*EXERCISE:*
The records that follow must be transcribed exactly, each one in full.

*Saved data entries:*

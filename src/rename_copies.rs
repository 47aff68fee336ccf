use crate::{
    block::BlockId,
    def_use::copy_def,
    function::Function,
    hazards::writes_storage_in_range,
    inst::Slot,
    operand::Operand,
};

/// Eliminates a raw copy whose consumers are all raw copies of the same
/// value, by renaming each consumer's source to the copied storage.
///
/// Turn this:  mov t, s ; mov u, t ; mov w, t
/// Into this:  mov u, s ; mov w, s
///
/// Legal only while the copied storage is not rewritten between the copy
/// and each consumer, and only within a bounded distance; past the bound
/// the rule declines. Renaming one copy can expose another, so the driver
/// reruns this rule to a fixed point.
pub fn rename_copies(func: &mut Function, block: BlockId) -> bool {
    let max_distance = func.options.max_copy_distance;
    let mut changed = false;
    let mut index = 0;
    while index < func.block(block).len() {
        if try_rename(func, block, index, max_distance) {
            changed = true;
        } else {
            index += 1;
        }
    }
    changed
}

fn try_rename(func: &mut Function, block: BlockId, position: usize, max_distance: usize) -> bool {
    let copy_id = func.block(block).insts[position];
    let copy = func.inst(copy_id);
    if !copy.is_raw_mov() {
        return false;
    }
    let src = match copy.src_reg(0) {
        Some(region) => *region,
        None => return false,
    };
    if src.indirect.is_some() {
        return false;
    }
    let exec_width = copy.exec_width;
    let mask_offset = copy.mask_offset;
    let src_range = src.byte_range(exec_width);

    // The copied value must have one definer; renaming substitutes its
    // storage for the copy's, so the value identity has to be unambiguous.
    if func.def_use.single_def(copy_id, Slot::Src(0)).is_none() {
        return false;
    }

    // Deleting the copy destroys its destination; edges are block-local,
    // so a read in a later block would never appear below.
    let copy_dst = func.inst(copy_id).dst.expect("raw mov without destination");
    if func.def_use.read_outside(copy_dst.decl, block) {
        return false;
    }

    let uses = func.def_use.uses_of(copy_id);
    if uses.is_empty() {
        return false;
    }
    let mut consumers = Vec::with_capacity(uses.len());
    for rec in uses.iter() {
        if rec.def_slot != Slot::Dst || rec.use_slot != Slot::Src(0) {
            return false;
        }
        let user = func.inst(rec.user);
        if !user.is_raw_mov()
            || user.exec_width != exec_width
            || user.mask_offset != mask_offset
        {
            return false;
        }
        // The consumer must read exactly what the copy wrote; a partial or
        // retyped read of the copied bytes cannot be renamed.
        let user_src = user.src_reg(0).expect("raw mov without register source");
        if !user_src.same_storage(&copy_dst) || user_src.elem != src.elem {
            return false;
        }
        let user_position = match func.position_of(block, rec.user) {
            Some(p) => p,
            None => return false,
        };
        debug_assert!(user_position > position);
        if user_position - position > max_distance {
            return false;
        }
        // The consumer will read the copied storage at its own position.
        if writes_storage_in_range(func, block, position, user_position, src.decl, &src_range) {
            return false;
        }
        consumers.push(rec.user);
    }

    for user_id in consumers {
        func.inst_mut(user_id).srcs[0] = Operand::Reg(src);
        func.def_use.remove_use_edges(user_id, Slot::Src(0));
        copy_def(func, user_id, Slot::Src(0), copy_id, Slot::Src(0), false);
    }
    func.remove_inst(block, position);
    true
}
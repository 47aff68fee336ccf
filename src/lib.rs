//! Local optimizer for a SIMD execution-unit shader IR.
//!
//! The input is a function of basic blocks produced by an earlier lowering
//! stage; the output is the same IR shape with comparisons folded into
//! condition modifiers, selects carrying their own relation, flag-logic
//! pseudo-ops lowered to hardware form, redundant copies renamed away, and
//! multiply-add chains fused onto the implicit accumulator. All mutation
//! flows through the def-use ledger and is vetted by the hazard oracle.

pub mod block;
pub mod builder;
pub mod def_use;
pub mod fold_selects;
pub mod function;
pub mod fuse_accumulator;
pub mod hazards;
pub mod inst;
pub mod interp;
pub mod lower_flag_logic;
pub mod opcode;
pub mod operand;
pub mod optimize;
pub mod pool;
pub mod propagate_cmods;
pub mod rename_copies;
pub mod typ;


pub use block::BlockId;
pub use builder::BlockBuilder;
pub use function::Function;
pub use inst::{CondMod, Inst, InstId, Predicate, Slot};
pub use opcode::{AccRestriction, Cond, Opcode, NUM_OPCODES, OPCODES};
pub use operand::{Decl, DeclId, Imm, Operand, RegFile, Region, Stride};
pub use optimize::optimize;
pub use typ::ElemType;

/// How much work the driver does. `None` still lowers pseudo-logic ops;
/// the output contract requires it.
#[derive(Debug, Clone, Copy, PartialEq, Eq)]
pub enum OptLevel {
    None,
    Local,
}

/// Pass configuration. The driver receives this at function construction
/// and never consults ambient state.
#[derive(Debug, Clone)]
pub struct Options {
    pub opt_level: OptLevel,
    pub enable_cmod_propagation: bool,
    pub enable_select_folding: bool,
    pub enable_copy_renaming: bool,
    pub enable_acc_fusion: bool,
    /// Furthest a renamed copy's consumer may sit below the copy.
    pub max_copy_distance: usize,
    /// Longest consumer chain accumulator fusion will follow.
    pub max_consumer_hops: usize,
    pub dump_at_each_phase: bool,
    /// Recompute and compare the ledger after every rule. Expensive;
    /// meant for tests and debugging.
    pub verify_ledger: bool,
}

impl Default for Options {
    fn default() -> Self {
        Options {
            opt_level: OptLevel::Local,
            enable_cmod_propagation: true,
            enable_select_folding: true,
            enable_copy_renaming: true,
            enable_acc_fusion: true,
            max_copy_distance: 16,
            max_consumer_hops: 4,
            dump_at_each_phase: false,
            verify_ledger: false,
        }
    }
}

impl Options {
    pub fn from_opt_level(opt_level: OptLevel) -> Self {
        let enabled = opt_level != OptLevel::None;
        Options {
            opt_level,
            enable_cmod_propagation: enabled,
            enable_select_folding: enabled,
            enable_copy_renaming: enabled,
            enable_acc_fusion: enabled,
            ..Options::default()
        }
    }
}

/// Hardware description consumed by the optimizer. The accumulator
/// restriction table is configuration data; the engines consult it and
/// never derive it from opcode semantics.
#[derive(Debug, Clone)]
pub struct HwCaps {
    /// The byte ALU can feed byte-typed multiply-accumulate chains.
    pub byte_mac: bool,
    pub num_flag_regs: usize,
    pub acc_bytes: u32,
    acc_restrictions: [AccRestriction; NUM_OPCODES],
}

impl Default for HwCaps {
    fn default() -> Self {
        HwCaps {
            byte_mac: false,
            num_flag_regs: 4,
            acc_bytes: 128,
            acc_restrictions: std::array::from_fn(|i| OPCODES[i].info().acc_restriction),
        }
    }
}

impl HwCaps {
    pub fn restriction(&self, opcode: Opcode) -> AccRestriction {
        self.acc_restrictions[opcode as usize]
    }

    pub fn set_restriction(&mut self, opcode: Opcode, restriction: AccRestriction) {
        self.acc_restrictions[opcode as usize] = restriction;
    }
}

*SOLUTION TO THE PROBLEM:*
filename src/rename_copies.rs
repository 47aff68fee336ccf
use crate::{
    block::BlockId,
    def_use::copy_def,
    function::Function,
    hazards::writes_storage_in_range,
    inst::Slot,
    operand::Operand,
};

/// Eliminates a raw copy whose consumers are all raw copies of the same
/// value, by renaming each consumer's source to the copied storage.
///
/// Turn this:  mov t, s ; mov u, t ; mov w, t
/// Into this:  mov u, s ; mov w, s
///
/// Legal only while the copied storage is not rewritten between the copy
/// and each consumer, and only within a bounded distance; past the bound
/// the rule declines. Renaming one copy can expose another, so the driver
/// reruns this rule to a fixed point.
pub fn rename_copies(func: &mut Function, block: BlockId) -> bool {
    let max_distance = func.options.max_copy_distance;
    let mut changed = false;
    let mut index = 0;
    while index < func.block(block).len() {
        if try_rename(func, block, index, max_distance) {
            changed = true;
        } else {
            index += 1;
        }
    }
    changed
}

fn try_rename(func: &mut Function, block: BlockId, position: usize, max_distance: usize) -> bool {
    let copy_id = func.block(block).insts[position];
    let copy = func.inst(copy_id);
    if !copy.is_raw_mov() {
        return false;
    }
    let src = match copy.src_reg(0) {
        Some(region) => *region,
        None => return false,
    };
    if src.indirect.is_some() {
        return false;
    }
    let exec_width = copy.exec_width;
    let mask_offset = copy.mask_offset;
    let src_range = src.byte_range(exec_width);

    // The copied value must have one definer; renaming substitutes its
    // storage for the copy's, so the value identity has to be unambiguous.
    if func.def_use.single_def(copy_id, Slot::Src(0)).is_none() {
        return false;
    }

    // Deleting the copy destroys its destination; edges are block-local,
    // so a read in a later block would never appear below.
    let copy_dst = func.inst(copy_id).dst.expect("raw mov without destination");
    if func.def_use.read_outside(copy_dst.decl, block) {
        return false;
    }

    let uses = func.def_use.uses_of(copy_id);
    if uses.is_empty() {
        return false;
    }
    let mut consumers = Vec::with_capacity(uses.len());
    for rec in uses.iter() {
        if rec.def_slot != Slot::Dst || rec.use_slot != Slot::Src(0) {
            return false;
        }
        let user = func.inst(rec.user);
        if !user.is_raw_mov()
            || user.exec_width != exec_width
            || user.mask_offset != mask_offset
        {
            return false;
        }
        // The consumer must read exactly what the copy wrote; a partial or
        // retyped read of the copied bytes cannot be renamed.
        let user_src = user.src_reg(0).expect("raw mov without register source");
        if !user_src.same_storage(&copy_dst) || user_src.elem != src.elem {
            return false;
        }
        let user_position = match func.position_of(block, rec.user) {
            Some(p) => p,
            None => return false,
        };
        debug_assert!(user_position > position);
        if user_position - position > max_distance {
            return false;
        }
        // The consumer will read the copied storage at its own position.
        if writes_storage_in_range(func, block, position, user_position, src.decl, &src_range) {
            return false;
        }
        consumers.push(rec.user);
    }

    for user_id in consumers {
        func.inst_mut(user_id).srcs[0] = Operand::Reg(src);
        func.def_use.remove_use_edges(user_id, Slot::Src(0));
        copy_def(func, user_id, Slot::Src(0), copy_id, Slot::Src(0), false);
    }
    func.remove_inst(block, position);
    true
}
repository 47aff68fee336ccf
filename src/lib.rs
//! Local optimizer for a SIMD execution-unit shader IR.
//!
//! The input is a function of basic blocks produced by an earlier lowering
//! stage; the output is the same IR shape with comparisons folded into
//! condition modifiers, selects carrying their own relation, flag-logic
//! pseudo-ops lowered to hardware form, redundant copies renamed away, and
//! multiply-add chains fused onto the implicit accumulator. All mutation
//! flows through the def-use ledger and is vetted by the hazard oracle.

pub mod block;
pub mod builder;
pub mod def_use;
pub mod fold_selects;
pub mod function;
pub mod fuse_accumulator;
pub mod hazards;
pub mod inst;
pub mod interp;
pub mod lower_flag_logic;
pub mod opcode;
pub mod operand;
pub mod optimize;
pub mod pool;
pub mod propagate_cmods;
pub mod rename_copies;
pub mod typ;


pub use block::BlockId;
pub use builder::BlockBuilder;
pub use function::Function;
pub use inst::{CondMod, Inst, InstId, Predicate, Slot};
pub use opcode::{AccRestriction, Cond, Opcode, NUM_OPCODES, OPCODES};
pub use operand::{Decl, DeclId, Imm, Operand, RegFile, Region, Stride};
pub use optimize::optimize;
pub use typ::ElemType;

/// How much work the driver does. `None` still lowers pseudo-logic ops;
/// the output contract requires it.
#[derive(Debug, Clone, Copy, PartialEq, Eq)]
pub enum OptLevel {
    None,
    Local,
}

/// Pass configuration. The driver receives this at function construction
/// and never consults ambient state.
#[derive(Debug, Clone)]
pub struct Options {
    pub opt_level: OptLevel,
    pub enable_cmod_propagation: bool,
    pub enable_select_folding: bool,
    pub enable_copy_renaming: bool,
    pub enable_acc_fusion: bool,
    /// Furthest a renamed copy's consumer may sit below the copy.
    pub max_copy_distance: usize,
    /// Longest consumer chain accumulator fusion will follow.
    pub max_consumer_hops: usize,
    pub dump_at_each_phase: bool,
    /// Recompute and compare the ledger after every rule. Expensive;
    /// meant for tests and debugging.
    pub verify_ledger: bool,
}

impl Default for Options {
    fn default() -> Self {
        Options {
            opt_level: OptLevel::Local,
            enable_cmod_propagation: true,
            enable_select_folding: true,
            enable_copy_renaming: true,
            enable_acc_fusion: true,
            max_copy_distance: 16,
            max_consumer_hops: 4,
            dump_at_each_phase: false,
            verify_ledger: false,
        }
    }
}

impl Options {
    pub fn from_opt_level(opt_level: OptLevel) -> Self {
        let enabled = opt_level != OptLevel::None;
        Options {
            opt_level,
            enable_cmod_propagation: enabled,
            enable_select_folding: enabled,
            enable_copy_renaming: enabled,
            enable_acc_fusion: enabled,
            ..Options::default()
        }
    }
}

/// Hardware description consumed by the optimizer. The accumulator
/// restriction table is configuration data; the engines consult it and
/// never derive it from opcode semantics.
#[derive(Debug, Clone)]
pub struct HwCaps {
    /// The byte ALU can feed byte-typed multiply-accumulate chains.
    pub byte_mac: bool,
    pub num_flag_regs: usize,
    pub acc_bytes: u32,
    acc_restrictions: [AccRestriction; NUM_OPCODES],
}

impl Default for HwCaps {
    fn default() -> Self {
        HwCaps {
            byte_mac: false,
            num_flag_regs: 4,
            acc_bytes: 128,
            acc_restrictions: std::array::from_fn(|i| OPCODES[i].info().acc_restriction),
        }
    }
}

impl HwCaps {
    pub fn restriction(&self, opcode: Opcode) -> AccRestriction {
        self.acc_restrictions[opcode as usize]
    }

    pub fn set_restriction(&mut self, opcode: Opcode, restriction: AccRestriction) {
        self.acc_restrictions[opcode as usize] = restriction;
    }
}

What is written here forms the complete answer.